### Action item
Of all the lines in these entries, count those that contain "FetchError" and give only the total.

### Data to process
^^^^

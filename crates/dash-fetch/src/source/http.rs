use super::RecordSource;
use crate::error::FetchError;
use async_trait::async_trait;
use dash_filters::FilterQuery;
use dash_records::{Record, RecordsResponse};
use std::time::Duration;
use tracing::{debug, info};

/// Default query endpoint path
pub const DEFAULT_ENDPOINT_PATH: &str = "/api/data/";

/// Query service reached over HTTP
///
/// Issues `GET {base_url}{path}?field=value...` and accepts either a bare
/// list of records or a paged object with `results`.
#[derive(Debug, Clone)]
pub struct HttpRecordSource {
    client: reqwest::Client,
    base_url: String,
    endpoint: String,
    timeout: Duration,
    follow_pages: bool,
    max_pages: usize,
}

impl HttpRecordSource {
    /// Default per-request timeout
    pub const DEFAULT_TIMEOUT: Duration = Duration::from_secs(30);

    /// Default page limit when following `next` links
    pub const DEFAULT_MAX_PAGES: usize = 100;

    /// Source for a service root such as `http://localhost:8000`
    #[must_use]
    pub fn new(base_url: &str) -> Self {
        Self::with_client(reqwest::Client::new(), base_url)
    }

    /// Source sharing an existing client
    #[must_use]
    pub fn with_client(client: reqwest::Client, base_url: &str) -> Self {
        Self {
            client,
            base_url: base_url.trim_end_matches('/').to_string(),
            endpoint: join(base_url, DEFAULT_ENDPOINT_PATH),
            timeout: Self::DEFAULT_TIMEOUT,
            follow_pages: false,
            max_pages: Self::DEFAULT_MAX_PAGES,
        }
    }

    /// Set endpoint path
    #[must_use]
    pub fn with_path(mut self, path: &str) -> Self {
        self.endpoint = join(&self.base_url, path);
        self
    }

    /// Set per-request timeout
    #[must_use]
    pub fn with_timeout(mut self, timeout: Duration) -> Self {
        self.timeout = timeout;
        self
    }

    /// Follow `next` links for at most `max_pages` pages
    #[must_use]
    pub fn with_page_following(mut self, max_pages: usize) -> Self {
        self.follow_pages = true;
        self.max_pages = max_pages.max(1);
        self
    }

    /// Full endpoint URL
    #[inline]
    #[must_use]
    pub fn endpoint(&self) -> &str {
        &self.endpoint
    }

    async fn fetch_page(
        &self,
        query: &FilterQuery,
        page: usize,
    ) -> Result<RecordsResponse, FetchError> {
        let mut request = self
            .client
            .get(&self.endpoint)
            .query(&query.pairs())
            .timeout(self.timeout);
        if page > 1 {
            request = request.query(&[("page", page)]);
        }

        let response = request.send().await?;
        let status = response.status();
        if !status.is_success() {
            return Err(FetchError::Status {
                status: status.as_u16(),
                url: response.url().to_string(),
            });
        }

        let body = response.bytes().await?;
        Ok(RecordsResponse::from_slice(&body)?)
    }
}

#[async_trait]
impl RecordSource for HttpRecordSource {
    async fn fetch(&self, query: &FilterQuery) -> Result<Vec<Record>, FetchError> {
        let mut records = Vec::new();
        let mut page = 1;

        loop {
            debug!(endpoint = %self.endpoint, %query, page, "requesting records");
            let response = self.fetch_page(query, page).await?;
            let more = self.follow_pages && response.next_page().is_some();
            records.extend(response.into_records());

            if !more || page >= self.max_pages {
                break;
            }
            page += 1;
        }

        info!(endpoint = %self.endpoint, %query, pages = page, count = records.len(), "records fetched");
        Ok(records)
    }
}

fn join(base_url: &str, path: &str) -> String {
    format!(
        "{}/{}",
        base_url.trim_end_matches('/'),
        path.trim_start_matches('/')
    )
}

#[cfg(test)]
mod tests {
    use super::*;

    #[test]
    fn endpoint_joins_without_double_slash() {
        assert_eq!(
            HttpRecordSource::new("http://localhost:8000/").endpoint(),
            "http://localhost:8000/api/data/"
        );
        assert_eq!(
            HttpRecordSource::new("http://localhost:8000")
                .with_path("records")
                .endpoint(),
            "http://localhost:8000/records"
        );
    }

    #[test]
    fn page_limit_is_at_least_one() {
        let source = HttpRecordSource::new("http://localhost:8000").with_page_following(0);
        assert!(source.follow_pages);
        assert_eq!(source.max_pages, 1);
    }
}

^^^^

### Response to the task
4